Date and Walnut Meringues

These little does were super delicious with a dollop of softly whipped cream.

Makes 4-6 dozen depending on size

110ml egg whites

¼ tsp white wine vinegar

200g caster sugar

½ tsp pure vanilla extract

50g chopped walnuts

50g chopped dates (Deglet or Medjool)

Make the meringue.

In a food mixer, whisk the egg whites until they are foaming, add the vinegar.  Whisk to a light froth and begin adding the sugar one heaped tablespoon at a time.  Continue beating until stiff peaks form at the base of the whisk and the sugar has dissolved.  Beat in the vanilla extract and fold in the dates and walnuts.

Preheat the oven to 110°C/Gas Mark ¼.

Drop teaspoons of the meringue mixture on baking parchment lined trays and bake in the preheated oven for 30 minutes approx. or until the meringues easily lift off the parchment – turn off the oven and allow to cool. Store in an airtight tin. The meringues will develop a marshmallow-like centre.

Rolled Baklava

These delicious Greek pastry treats keep in a covered container for weeks on end, that’s if you can resist…

175g walnuts finely ground (use a food processor)

3 tbsp caster sugar

½ tsp ground cinnamon

175g filo pastry sheets (6-7 sheets approx.)

110g butter, melted

2 tbsp olive oil


175g granulated sugar

175ml water

1 tsp crushed cardamom pods (optional)

cinnamon stick

strip lemon rind

1 tbsp lemon juice

1 tbsp honey

1 tsp rosewater (optional)

1 x 20.5cm square tin

1 wooden dowel or long chopstick

First prepare the syrup.

Boil the sugar and water with the cardamom, cinnamon stick and lemon rind to form a thick syrup.

Add the lemon juice, honey and rosewater if using. Set aside to cool.

NOTE: for absorption, cool syrup must be poured over the hot pastry.
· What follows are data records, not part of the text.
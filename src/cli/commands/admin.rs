//! `admingate admin grant|revoke|list` for provisioning administrator records.

use clap::{Arg, Command};

pub const COMMAND_ADMIN: &str = "admin";
pub const ARG_EMAIL: &str = "email";

#[must_use]
pub fn command() -> Command {
    let email = Arg::new(ARG_EMAIL)
        .help("Administrator email")
        .required(true);

    Command::new(COMMAND_ADMIN)
        .about("Manage administrator records (requires --dsn)")
        .subcommand_required(true)
        .arg_required_else_help(true)
        .subcommand(
            Command::new("grant")
                .about("Grant the admin role")
                .arg(email.clone()),
        )
        .subcommand(
            Command::new("revoke")
                .about("Revoke the admin role")
                .arg(email),
        )
        .subcommand(Command::new("list").about("List administrators"))
}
Mix the ground walnuts with the caster sugar and the ground cinnamon.

Melt the butter with the olive oil. Butter the tin.

Preheat the oven to 200°C/Gas Mark 6.

On a clean counter or marble slab, brush one sheet of filo with melted butter. Place one-sixth of the walnut mixture in a row 2.5cm from the buttered edge of the shorter end of the filo sheet. Place the dowel next to the nuts. Roll up the pastry like a Swiss roll keeping the dowel inside. When rolled, scrunch the pastry into a ruffled shape. Remove the dowel and place the scrunched roll in the buttered tin. Repeat with the remaining filo. Once all the rolls are in the baking dish, brush with butter, cut through them at 2.5cm intervals. (It’s important to cut the baklava before baking).

Bake in the preheated oven for 10 minutes; reduce the heat to 180°C/Gas Mark 4 and continue baking for 20 minutes or until golden on all sides. Remove from the oven, pour the cool syrup over the hot pastry, and listen to the syrup sing as it is absorbed.

Allow to cool and serve at room temperature.